Among 224 persons aged 18-26 years, 54% were vaccinated. Compared with unvaccinated persons, 4vHPV-type prevalence was lower in those vaccinated at age <18 (aPR=0.31, 95% CI:0.14-0.72, VE=69%) and ≥2 years before specimen collection (aPR=0.54, 95% CI:0.31-0.92, VE=46%). Among 700 persons aged 27-45 years, 17% were vaccinated. Compared with unvaccinated persons, 4vHPV-type prevalence was lower in those vaccinated at ages 18-26 (aPR=0.63, 95% CI:0.45-0.89, VE=37%) and ≥2 years before specimen collection (aPR=0.63, 95% CI:0.46-0.86, VE=37%).
While timing of vaccination relative to HIV acquisition was unknown, we found significant VE against prevalent HPV infection in adult MSM with HIV. Within each age group, VE was higher with younger age at vaccination.
感染艾滋病毒的男男性行为者(MSM)受人类乳头瘤病毒(HPV)及相关疾病的影响尤为严重。我们评估了HPV疫苗对感染艾滋病毒的男男性行为者肛门HPV的有效性(VE)。

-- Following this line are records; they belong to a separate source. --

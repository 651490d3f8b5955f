//! Snapshot system: queries the ECS world and builds the per-step FrameReport.
//!
//! This system is read-only. It never modifies the world.

use hecs::World;

use flybot_core::components::{Pilot, Vitals};
use flybot_core::enums::SimRole;
use flybot_core::events::{HudUpdate, ReplicationEvent, SimEvent};
use flybot_core::state::{FrameReport, PawnView, ShotView};
use flybot_core::types::{Pose, SimTime};

use crate::shot::Shot;
use crate::systems::animation::body_pose;

/// Build a complete FrameReport from the current world state.
pub fn build_report(
    world: &World,
    time: &SimTime,
    role: SimRole,
    events: Vec<SimEvent>,
    hud: Vec<HudUpdate>,
    replication: Vec<ReplicationEvent>,
) -> FrameReport {
    FrameReport {
        time: *time,
        role,
        pawns: build_pawns(world),
        shots: build_shots(world),
        events,
        hud,
        replication,
    }
}

/// Pawn views, sorted by player for stable output.
fn build_pawns(world: &World) -> Vec<PawnView> {
    let mut pawns: Vec<PawnView> = world
        .query::<(&Pose, &Pilot, &Vitals)>()
        .iter()
        .map(|(_, (pose, pilot, vitals))| PawnView {
            player: pilot.player,
            position: pose.position,
            rotation: pose.rotator(),
            body_position: body_pose(pose, pilot).position,
            tilt: pilot.tilt.angle,
            free_fly: pilot.free_fly,
            shooting: pilot.shooting,
            health: vitals.health.current(),
            max_health: vitals.health.max(),
            power: vitals.power.current(),
            max_power: vitals.power.max(),
            camera_arm: pilot.camera_arm,
        })
        .collect();
    pawns.sort_by_key(|p| p.player);
    pawns
}

fn build_shots(world: &World) -> Vec<ShotView> {
    let mut shots: Vec<ShotView> = world
        .query::<(&Pose, &Shot)>()
        .iter()
        .map(|(_, (pose, shot))| ShotView {
            id: shot.id,
            instigator: shot.instigator_player,
            position: pose.position,
            remaining_secs: shot.remaining_secs,
        })
        .collect();
    shots.sort_by_key(|s| s.id);
    shots
}
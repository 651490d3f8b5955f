//! Weapon loop: gate shots on the cooldown and on power, spawn, then pay.
//!
//! A shot fires only if the gate is open and power would stay strictly above
//! zero after paying the shot class's power cost. The cooldown and the power
//! debit are committed only once the spawner hands back a shot.

use glam::DVec3;
use hecs::World;
use tracing::debug;

use flybot_core::components::{Eliminated, Pilot, Vitals};
use flybot_core::enums::ShotRefusal;
use flybot_core::events::{HudUpdate, SimEvent};
use flybot_core::gauge::HudSink;
use flybot_core::tuning::PawnTuning;
use flybot_core::types::Pose;

use crate::capability::{Instigator, PlayerHud, ProjectileSpawner, ShotHandle};
use crate::systems::animation::body_pose;

/// Result of one shot attempt.
#[derive(Debug, Clone, Copy, PartialEq)]
pub enum ShotOutcome {
    /// `origin` is the muzzle point the shot spawned at.
    Fired { handle: ShotHandle, origin: DVec3 },
    Refused(ShotRefusal),
}

/// Attempt one shot for a single pawn at time `now`.
#[allow(clippy::too_many_arguments)]
pub fn try_shoot(
    now: f64,
    pose: &Pose,
    pilot: &mut Pilot,
    vitals: &mut Vitals,
    tuning: &PawnTuning,
    instigator: Instigator,
    spawner: &mut dyn ProjectileSpawner,
    hud: &mut dyn HudSink,
) -> ShotOutcome {
    if !pilot.shooting {
        return ShotOutcome::Refused(ShotRefusal::NotShooting);
    }
    if !pilot.weapon.is_open(now) {
        return ShotOutcome::Refused(ShotRefusal::Cooldown);
    }

    let class = pilot.shot_class;
    let projected = vitals.power.current() + class.power_delta;
    if projected <= 0.0 {
        return ShotOutcome::Refused(ShotRefusal::InsufficientPower);
    }

    let body = body_pose(pose, pilot);
    let origin = body.position + body.rotate(tuning.shoot_offset);

    match spawner.spawn(&class, origin, body.orientation, instigator) {
        Some(handle) => {
            pilot.weapon.mark(now);
            vitals.power.apply(class.power_delta, hud);
            ShotOutcome::Fired { handle, origin }
        }
        None => ShotOutcome::Refused(ShotRefusal::SpawnRefused),
    }
}

/// Run the weapon loop for every live pawn.
pub fn run(
    world: &World,
    now: f64,
    tuning: &PawnTuning,
    spawner: &mut dyn ProjectileSpawner,
    hud: &mut Vec<HudUpdate>,
    events: &mut Vec<SimEvent>,
) {
    let mut query = world.query::<(&Pose, &mut Pilot, &mut Vitals, Option<&Eliminated>)>();
    for (entity, (pose, pilot, vitals, eliminated)) in query.iter() {
        if eliminated.is_some() {
            continue;
        }

        let player = pilot.player;
        let instigator = Instigator { entity, player };
        let mut player_hud = PlayerHud {
            player,
            out: &mut *hud,
        };

        match try_shoot(
            now,
            pose,
            pilot,
            vitals,
            tuning,
            instigator,
            spawner,
            &mut player_hud,
        ) {
            ShotOutcome::Fired { handle, origin } => {
                debug!(player = player.0, shot = handle.id.0, power = vitals.power.current(), "shot fired");
                events.push(SimEvent::ShotFired {
                    player,
                    shot: handle.id,
                    position: origin,
                });
            }
            ShotOutcome::Refused(ShotRefusal::SpawnRefused) => {
                debug!(player = player.0, "shot spawn refused");
            }
            ShotOutcome::Refused(_) => {}
        }
    }
}
//! Core types and definitions for the FLYBOT simulation.
//!
//! This crate defines the vocabulary shared across the other crates:
//! poses, resource gauges, the cooldown gate, the tilt model, tuning,
//! commands, events and frame reports. It has no dependency on the ECS
//! or on any runtime framework.

pub mod commands;
pub mod components;
pub mod constants;
pub mod cooldown;
pub mod enums;
pub mod events;
pub mod gauge;
pub mod state;
pub mod tilt;
pub mod tuning;
pub mod types;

在2018年至2023年期间,收集了来自美国三个城市性健康诊所的18至45岁感染艾滋病毒的男男性行为者的残余肛门标本,并进行HPV检测。人口统计学和疫苗接种信息从诊所记录或免疫登记处获取。疫苗接种时间相对于感染艾滋病毒的时间未知。采用对数二项回归计算接种疫苗(≥1剂)与四价疫苗(4vHPV)型感染之间关联的调整患病率比(aPR)和95%置信区间(CI),并对城市进行调整。模型按年龄组(18至26岁、27至45岁)分层。VE计算为(1 - aPR)×100。

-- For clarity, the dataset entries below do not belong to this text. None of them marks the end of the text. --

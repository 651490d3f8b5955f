//! Built-in overlap detector.
//!
//! Sweeps each shot's last step against every non-shot collider and queues a
//! [`ContactEvent`] per overlap, nearest first. Detection does not filter
//! anything out (not even the instigator); deciding which contact counts is
//! the contact handler's job.

use std::collections::VecDeque;

use glam::DVec3;
use hecs::{Entity, World};

use flybot_core::components::Collider;
use flybot_core::types::Pose;

use crate::shot::{ContactEvent, Shot};

/// First parameter `t` in `[0, 1]` at which the segment `from -> to` enters
/// the sphere, or `None` if it never does.
pub fn segment_sphere_entry(from: DVec3, to: DVec3, center: DVec3, radius: f64) -> Option<f64> {
    let d = to - from;
    let f = from - center;
    let c = f.length_squared() - radius * radius;
    if c <= 0.0 {
        return Some(0.0);
    }

    let a = d.length_squared();
    if a == 0.0 {
        return None;
    }

    let b = 2.0 * f.dot(d);
    let disc = b * b - 4.0 * a * c;
    if disc < 0.0 {
        return None;
    }

    let t = (-b - disc.sqrt()) / (2.0 * a);
    (0.0..=1.0).contains(&t).then_some(t)
}

pub fn run(world: &World, queue: &mut VecDeque<ContactEvent>) {
    let targets: Vec<(Entity, DVec3, f64)> = world
        .query::<(&Pose, &Collider, Option<&Shot>)>()
        .iter()
        .filter(|(_, (_, _, shot))| shot.is_none())
        .map(|(entity, (pose, collider, _))| (entity, pose.position, collider.radius))
        .collect();

    let mut hits: Vec<(f64, ContactEvent)> = Vec::new();
    for (projectile, (pose, collider, shot)) in world.query::<(&Pose, &Collider, &Shot)>().iter() {
        hits.clear();
        for &(other, center, radius) in &targets {
            let reach = radius + collider.radius;
            if let Some(t) = segment_sphere_entry(shot.previous_position, pose.position, center, reach) {
                hits.push((
                    t,
                    ContactEvent {
                        projectile,
                        other,
                        point: shot.previous_position.lerp(pose.position, t),
                    },
                ));
            }
        }
        hits.sort_by(|a, b| a.0.total_cmp(&b.0));
        queue.extend(hits.drain(..).map(|(_, contact)| contact));
    }
}
//! Cleanup system: removes eliminated pawns and frees their player starts.

use std::collections::HashMap;

use hecs::{Entity, World};

use flybot_core::components::{Eliminated, Pilot};
use flybot_core::types::PlayerId;

use crate::world_setup::SpawnSlots;

/// Despawn every pawn marked `Eliminated`.
/// Uses a pre-allocated buffer to avoid per-tick allocation.
pub fn run(
    world: &mut World,
    despawn_buffer: &mut Vec<Entity>,
    pawns: &mut HashMap<PlayerId, Entity>,
    spawn_slots: &mut SpawnSlots,
) {
    despawn_buffer.clear();

    for (entity, (pilot, _eliminated)) in world.query_mut::<(&Pilot, &Eliminated)>() {
        if let Some(slot) = pilot.spawn_slot {
            spawn_slots.release(slot);
        }
        if pawns.get(&pilot.player) == Some(&entity) {
            pawns.remove(&pilot.player);
        }
        despawn_buffer.push(entity);
    }

    for entity in despawn_buffer.drain(..) {
        let _ = world.despawn(entity);
    }
}
//! Cosmetic tilt (banking) and vertical bob.
//!
//! Neither value feeds collision or gauges. The tilt accumulator holds
//! instantaneous steering intent: inputs push into it and it decays back
//! to zero. The visible angle then chases the accumulator:
//!
//! - `accumulated *= exp(-input_decay * dt)`
//! - `angle += (clamp(accumulated) - angle) * (1 - (1 - reset_scale)^(dt * 60))`
//!
//! Both laws are frame-rate independent and leave the state untouched at `dt = 0`.

use std::f64::consts::TAU;

use serde::{Deserialize, Serialize};

use crate::constants::*;

#[derive(Debug, Clone, Copy, PartialEq, Serialize, Deserialize)]
#[serde(default)]
pub struct TiltTuning {
    /// Bound on the visible angle (degrees).
    pub max: f64,
    pub move_scale: f64,
    pub rotate_scale: f64,
    pub reset_scale: f64,
    pub input_decay: f64,
}

impl Default for TiltTuning {
    fn default() -> Self {
        Self {
            max: TILT_MAX,
            move_scale: TILT_MOVE_SCALE,
            rotate_scale: TILT_ROTATE_SCALE,
            reset_scale: TILT_RESET_SCALE,
            input_decay: TILT_INPUT_DECAY,
        }
    }
}

#[derive(Debug, Clone, Copy, Default, PartialEq, Serialize, Deserialize)]
pub struct TiltState {
    /// Visible bank angle (degrees), always within `±max`.
    pub angle: f64,
    /// Decaying steering intent.
    pub accumulated: f64,
}

impl TiltState {
    /// Lateral movement input. `move_scale` is the pawn's movement multiplier.
    pub fn on_move(&mut self, lateral: f64, move_scale: f64, tuning: &TiltTuning) {
        self.accumulated += lateral * tuning.move_scale * move_scale;
    }

    /// Yaw actually applied this step (degrees).
    pub fn on_rotate(&mut self, yaw_delta: f64, tuning: &TiltTuning) {
        self.accumulated += yaw_delta * tuning.rotate_scale;
    }

    pub fn update(&mut self, dt: f64, tuning: &TiltTuning) {
        if dt <= 0.0 {
            return;
        }

        let max = tuning.max.abs();
        let target = self.accumulated.clamp(-max, max);
        let keep = (1.0 - tuning.reset_scale.clamp(0.0, 1.0)).powf(dt * TILT_REFERENCE_HZ);
        self.angle += (target - self.angle) * (1.0 - keep);
        self.angle = self.angle.clamp(-max, max);

        self.accumulated *= (-tuning.input_decay.max(0.0) * dt).exp();
    }
}

/// Secondary vertical oscillation layered on the visual body.
#[derive(Debug, Clone, Copy, PartialEq, Serialize, Deserialize)]
#[serde(default)]
pub struct BobTuning {
    pub amplitude: f64,
    /// Hz.
    pub frequency: f64,
    /// Radians.
    pub phase: f64,
}

impl Default for BobTuning {
    fn default() -> Self {
        Self {
            amplitude: BOB_AMPLITUDE,
            frequency: BOB_FREQUENCY,
            phase: BOB_PHASE,
        }
    }
}

impl BobTuning {
    /// Vertical offset at simulation time `t` (seconds).
    pub fn offset(&self, t: f64) -> f64 {
        self.amplitude * (TAU * self.frequency * t + self.phase).sin()
    }
}
//! Headless host for the Flybot simulation.
//!
//! Runs the engine on a fixed-rate game-loop thread and hands each step's
//! replication events to a transport adapter.

pub mod game_loop;
pub mod state;
pub mod transport;
//! Replication boundary.
//!
//! On the authority, [`diff`] compares each pawn's mirrored fields with what
//! was last sent and emits a [`ReplicationEvent`] per change. A pawn seen for
//! the first time emits every field once. On observers, [`apply`] writes an
//! inbound value back into the pawn without re-running any gameplay.

use std::collections::HashMap;

use hecs::{Entity, World};

use flybot_core::components::{Pilot, Vitals};
use flybot_core::events::{HudUpdate, ReplicatedField, ReplicationEvent};

/// Last values sent for one pawn.
#[derive(Debug, Clone, Copy, PartialEq)]
struct Mirrored {
    shooting: bool,
    health: (f64, f64),
}

/// What remote peers have been told so far.
#[derive(Debug, Default)]
pub struct MirrorState {
    sent: HashMap<Entity, Mirrored>,
}

impl MirrorState {
    pub fn forget(&mut self, entity: Entity) {
        self.sent.remove(&entity);
    }

    pub fn len(&self) -> usize {
        self.sent.len()
    }

    pub fn is_empty(&self) -> bool {
        self.sent.is_empty()
    }
}

/// Emit events for every mirrored field that changed since the last call.
pub fn diff(world: &World, mirror: &mut MirrorState, out: &mut Vec<ReplicationEvent>) {
    let mut seen: Vec<Entity> = Vec::new();

    for (entity, (pilot, vitals)) in world.query::<(&Pilot, &Vitals)>().iter() {
        seen.push(entity);
        let now = Mirrored {
            shooting: pilot.shooting,
            health: (vitals.health.current(), vitals.health.max()),
        };
        let previous = mirror.sent.insert(entity, now);

        if previous.map_or(true, |p| p.shooting != now.shooting) {
            out.push(ReplicationEvent::new(
                pilot.player,
                ReplicatedField::Shooting {
                    shooting: now.shooting,
                },
            ));
        }
        if previous.map_or(true, |p| p.health != now.health) {
            out.push(ReplicationEvent::new(
                pilot.player,
                ReplicatedField::Health {
                    current: now.health.0,
                    max: now.health.1,
                },
            ));
        }
    }

    mirror.sent.retain(|entity, _| seen.contains(entity));
}

/// Write an inbound mirrored value into `entity`. Returns false if the pawn
/// is gone.
pub fn apply(world: &mut World, entity: Entity, field: ReplicatedField, hud: &mut Vec<HudUpdate>) -> bool {
    let Ok((pilot, vitals)) = world.query_one_mut::<(&mut Pilot, &mut Vitals)>(entity) else {
        return false;
    };

    match field {
        ReplicatedField::Shooting { shooting } => pilot.shooting = shooting,
        ReplicatedField::Health { current, max } => {
            vitals.health.set_mirrored(current, max);
            hud.push(HudUpdate {
                player: pilot.player,
                reading: vitals.health.reading(),
            });
        }
    }
    true
}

在224名18至26岁的人中,54%接种了疫苗。与未接种疫苗的人相比,18岁前接种疫苗的人4vHPV型患病率较低(aPR = 0.31,95%CI:0.14 - 0.72,VE = 69%),在标本采集前≥2年接种疫苗的人患病率也较低(aPR = 0.54,95%CI:0.31 - 0.92,VE = 46%)。在700名27至45岁的人中,17%接种了疫苗。与未接种疫苗的人相比,18至26岁接种疫苗的人4vHPV型患病率较低(aPR = 0.63,95%CI:0.45 - 0.89,VE = 37%),在标本采集前≥2年接种疫苗的人患病率也较低(aPR = 0.63,95%CI:0.46 - 0.86,VE = 37%)。
虽然疫苗接种时间相对于感染艾滋病毒的时间未知,但我们发现HPV疫苗对感染艾滋病毒的成年男男性行为者中普遍存在的HPV感染具有显著的有效性。在每个年龄组中,接种疫苗时年龄越小,有效性越高。